Saturday, September 23, 2006
My two previous posts centered around "the Revolving Door Affair." For the details and background behind the story, you can catch up by reading The Moral Of The Story.
....It's ironic that sometimes humor can be found in the pain and suffering of others. Indeed, the misfortune of others has been the cornerstone of comedy, especially slap stick comedy, throughout the history of entertainment.
....It's inherently funny to laugh when someone slips on a banana peel, steps on the business end of a rake, or simply becomes the target of a well-aimed pie. Of course, if one is on the receiving end of these unfortunate fates, it isn't quite so laughable.
I suppose it was an involuntary reaction that had caused me to break out in a fit of laughter at the expense of that person trapped in that revolving door, but I couldn't help it.
....Was I laughing because 'her' skirt had been ripped off? Was I laughing because 'she' wasn't wearing any underwear? Maybe I was laughing because the 'she' turned out to a 'he?'
....I most certainly wasn't laughing at his "equipment," so much as I was at his predicament. Knowing how mortified I would have been had I been placed in his position, I found myself wondering just what chain of events in his life had brought him to that moment. (For the record, with or without underwear, I would have never been wearing a wrap-around skirt in the first place; a leather mini with a slit up the side - maybe.) Ahem ... Back to the post....
In the second post, The Rest Of The Story, a trio lovable senior citizens provided me with three different, if not funny far-fetched, reports of what had happened at the UPS office.
....As promised, I managed to procure a copy of the small community newspaper to see how the story was covered. I'm sure you are familiar with the very fitting adage: "If a dog bites a man it's not news, but if a man bites a dog - that's news!" This weekly newspaper subscribed to that philosophy wherein: "If a woman gets trapped in a revolving door it's not news, but if it's a man dressed as a woman, now that's news!"
....So, how did a man wearing a wrap-around skirt sans underwear come to be trapped in a revolving door at the main entrance to an office building? ....And why?

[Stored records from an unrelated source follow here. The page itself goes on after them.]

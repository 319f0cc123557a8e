use crate::error::{Error, Result};
use crate::frame::CanFrame;
use crate::interface::{CanInterface, InterfaceIndex, Interfaces};
use crate::isotp::{
    Confirmation, ConnectionHandle, FlowState, IsoTp, IsoTpAddress, Link, TimerEvent,
};
use crate::options::Options;
use crate::raw::{Raw, RawHandle};
use crate::time::TimerDriver;
use crate::timeouts::Timeouts;
use alloc::boxed::Box;
use crossbeam_queue::ArrayQueue;
use tracing::trace;

/// Represents a single can diagnostics stack
/// The stack owns its can interfaces, iso-tp connections, raw subscriptions and timers.
/// Frames enter through [Stack::input] or by polling the interfaces in [Stack::process],
/// transmit confirmations of asynchronous interfaces through [Stack::sent].
/// The stacks process() function must be called on a regular basis to handle timeouts.
pub struct Stack<TimeDriver: TimerDriver> {
    options: Options,
    interfaces: Interfaces,
    isotp: IsoTp,
    raw: Raw,
    timeouts: Timeouts<TimerEvent>,
    confirmations: ArrayQueue<Confirmation>,
    time: TimeDriver,
}

impl<TimeDriver: TimerDriver> Stack<TimeDriver> {
    /// Creates a new stack, all pools are sized by `options`
    pub fn new(options: Options, time: TimeDriver) -> Result<Self> {
        options.validate()?;
        Ok(Self {
            interfaces: Interfaces::with_capacity(options.max_interfaces),
            isotp: IsoTp::new(&options),
            raw: Raw::new(options.max_raw_connections),
            timeouts: Timeouts::with_capacity(options.max_timeouts),
            // every flow has at most one unconfirmed frame
            confirmations: ArrayQueue::new(options.max_connections * 2),
            options,
            time,
        })
    }

    /// Options the stack was created with
    pub fn options(&self) -> &Options {
        &self.options
    }

    /// Current time of the stack
    pub fn now(&self) -> crate::time::Instant {
        self.time.now()
    }

    /// Polls every interface for received frames and handles expired timers
    /// should be called periodically
    pub fn process(&mut self) {
        let indexes: smallvec::SmallVec<[InterfaceIndex; 4]> = self.interfaces.indexes().collect();
        for index in indexes {
            while let Some(frame) = self
                .interfaces
                .get_mut(index)
                .and_then(|interface| interface.receive())
            {
                self.input(index, &frame);
            }
        }
        self.check_timeouts();
    }

    /// Fires every timer which is due
    pub fn check_timeouts(&mut self) {
        let (isotp, mut link) = self.split();
        while let Some(event) = link.timeouts.pop_due(link.now) {
            trace!(?event, "timer expired");
            isotp.timeout(event, &mut link);
            drain_confirmations(isotp, &mut link);
        }
    }

    /// Deadline of the earliest armed timer
    /// No timer fires before it, so the embedder may sleep until then unless a frame arrives.
    pub fn next_timeout(&self) -> Option<crate::time::Instant> {
        self.timeouts.next_deadline()
    }

    // ---------------------- interfaces -----------------------------------------------------------
    /// Registers a can interface, the returned index starts at 1
    pub fn add_interface(&mut self, interface: impl CanInterface + 'static) -> Result<InterfaceIndex> {
        self.interfaces.add(Box::new(interface))
    }

    /// Removes a can interface, connections bound to it fail with [Error::NotConnected]
    pub fn remove_interface(&mut self, index: InterfaceIndex) -> Result<()> {
        self.interfaces.remove(index).map(|_| ())
    }

    /// Entry point for a frame received on an interface
    /// Raw subscriptions see the frame first, unconsumed frames are passed to iso-tp
    pub fn input(&mut self, index: InterfaceIndex, frame: &CanFrame) {
        trace!(?index, id = ?frame.id(), data = ?frame.data(), "frame received");
        if self.raw.input(index, frame) {
            return;
        }
        let (isotp, mut link) = self.split();
        isotp.input(index, frame, &mut link);
        drain_confirmations(isotp, &mut link);
    }

    /// Entry point for the transmit confirmation of an asynchronous interface
    pub fn sent(&mut self, index: InterfaceIndex, frame: &CanFrame) {
        if self.raw.sent(index, frame) {
            return;
        }
        let (isotp, mut link) = self.split();
        isotp.sent(index, frame, &mut link);
        drain_confirmations(isotp, &mut link);
    }

    // ---------------------- iso-tp ---------------------------------------------------------------
    /// Creates a new unbound iso-tp connection, None if the connection pool is exhausted
    pub fn isotp_new(&mut self) -> Option<ConnectionHandle> {
        self.isotp.open()
    }

    /// Sets the addressing of a connection, fails while a transfer is in progress
    /// or when can fd addressing is bound to a classic interface
    pub fn isotp_bind(&mut self, handle: ConnectionHandle, address: IsoTpAddress) -> Result<()> {
        self.isotp.bind(handle, address, &self.interfaces)
    }

    /// Closes a connection, transfers in progress are dropped without callback
    pub fn isotp_close(&mut self, handle: ConnectionHandle) -> Result<()> {
        let (isotp, mut link) = self.split();
        isotp.close(handle, &mut link)
    }

    /// Starts sending `data`, completion is reported to the sent callback
    pub fn isotp_send(&mut self, handle: ConnectionHandle, data: &[u8]) -> Result<()> {
        let (isotp, mut link) = self.split();
        let result = isotp.send(handle, data, &mut link);
        drain_confirmations(isotp, &mut link);
        result
    }

    /// Sets the callback for completely received messages
    pub fn isotp_set_receive_callback(
        &mut self,
        handle: ConnectionHandle,
        callback: impl FnMut(ConnectionHandle, &[u8]) + 'static,
    ) -> Result<()> {
        self.isotp.connection_mut(handle)?.on_receive = Some(Box::new(callback));
        Ok(())
    }

    /// Sets the callback for completely sent messages
    pub fn isotp_set_sent_callback(
        &mut self,
        handle: ConnectionHandle,
        callback: impl FnMut(ConnectionHandle, usize) + 'static,
    ) -> Result<()> {
        self.isotp.connection_mut(handle)?.on_sent = Some(Box::new(callback));
        Ok(())
    }

    /// Sets the callback for aborted transfers
    pub fn isotp_set_error_callback(
        &mut self,
        handle: ConnectionHandle,
        callback: impl FnMut(ConnectionHandle, Error) + 'static,
    ) -> Result<()> {
        self.isotp.connection_mut(handle)?.on_error = Some(Box::new(callback));
        Ok(())
    }

    /// Returns the state of the send and the receive flow
    pub fn isotp_flow_states(&self, handle: ConnectionHandle) -> Result<(FlowState, FlowState)> {
        self.isotp.flow_states(handle)
    }

    /// Number of open iso-tp connections
    pub fn isotp_connections(&self) -> usize {
        self.isotp.len()
    }

    /// Bytes of message memory held by transfers in progress
    pub fn memory_in_use(&self) -> usize {
        self.isotp.memory_in_use()
    }

    // ---------------------- raw ------------------------------------------------------------------
    /// Creates a raw subscription on `index`, None if the pool is exhausted
    pub fn raw_new(&mut self, index: InterfaceIndex) -> Option<RawHandle> {
        self.raw.open(index)
    }

    /// Moves a raw subscription to another interface
    pub fn raw_bind(&mut self, handle: RawHandle, index: InterfaceIndex) -> Result<()> {
        self.raw.bind(handle, index)
    }

    /// Releases a raw subscription
    pub fn raw_close(&mut self, handle: RawHandle) -> Result<()> {
        self.raw.close(handle)
    }

    /// Sends a frame on the interface of the subscription
    pub fn raw_send(&mut self, handle: RawHandle, frame: &CanFrame) -> Result<()> {
        self.raw.send(handle, frame, &mut self.interfaces)
    }

    /// The callback returns true to consume a frame, consumed frames are not passed to iso-tp
    pub fn raw_set_receive_callback(
        &mut self,
        handle: RawHandle,
        callback: impl FnMut(RawHandle, &CanFrame) -> bool + 'static,
    ) -> Result<()> {
        self.raw.set_receive_callback(handle, Box::new(callback))
    }

    /// Sets the callback for sent frames of the subscription
    pub fn raw_set_sent_callback(
        &mut self,
        handle: RawHandle,
        callback: impl FnMut(RawHandle, &CanFrame) + 'static,
    ) -> Result<()> {
        self.raw.set_sent_callback(handle, Box::new(callback))
    }

    // ------------------------private--------------------------------------------------------------
    fn split(&mut self) -> (&mut IsoTp, Link<'_>) {
        let now = self.time.now();
        (
            &mut self.isotp,
            Link {
                interfaces: &mut self.interfaces,
                timeouts: &mut self.timeouts,
                confirmations: &self.confirmations,
                options: &self.options,
                now,
            },
        )
    }
}

/// Handles synchronous transmit confirmations until no flow produces a new one
fn drain_confirmations(isotp: &mut IsoTp, link: &mut Link) {
    while let Some(confirmation) = link.confirmations.pop() {
        isotp.confirm(confirmation, link);
    }
}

I've decided to have a little fun with this, positively my last post on this matter, and provide you with a little quiz. Seeing how I was given three different versions of the story from the seniors across the street, I'm going to give you some different facts that may or may not have appeared in the newspaper's accounting of the facts. One version will be the truth as reported by the paper, while the rest will be fabrications from the twisted but creative mind of this Blogger.
....Your mission, should you accept it, will to be to determine which scenario is the correct one. (Not to worry, this Blog will neither self-destruct, nor will your actions be disavowed.) I will identify the correct one on the comments section. (No peeking until you have made your selection.)
Scenario I: The man was a college student acting out a prank, which was an initiation challenge for acceptance into a Fraternity.
Scenario II: The man was visiting a doctor's office for consultation on having a sex-change operation.
Scenario III: The man actually worked in the building. For six months, disguised as a woman, he had been employed by a clinic that counselled young women on such issues as promiscuity, STDs, and unwanted pregnancies.
Scenario IV: The man was a professional cross-dresser who moonlights delivering "singing telegrams." He was there to wish someone a Happy Birthday. (I wonder if he was going to sing "Candle In The Wind?")
Scenario V: The man was a pervert who had come there to expose himself to a large public audience. He ended up putting on more of a show than he had anticipated. He was a registered sex offender.
There you have it. Which one of the five scenarios do think is the real one? I tried to make the four fake ones as plausible as possible. You didn't really expect an easy quiz, did you?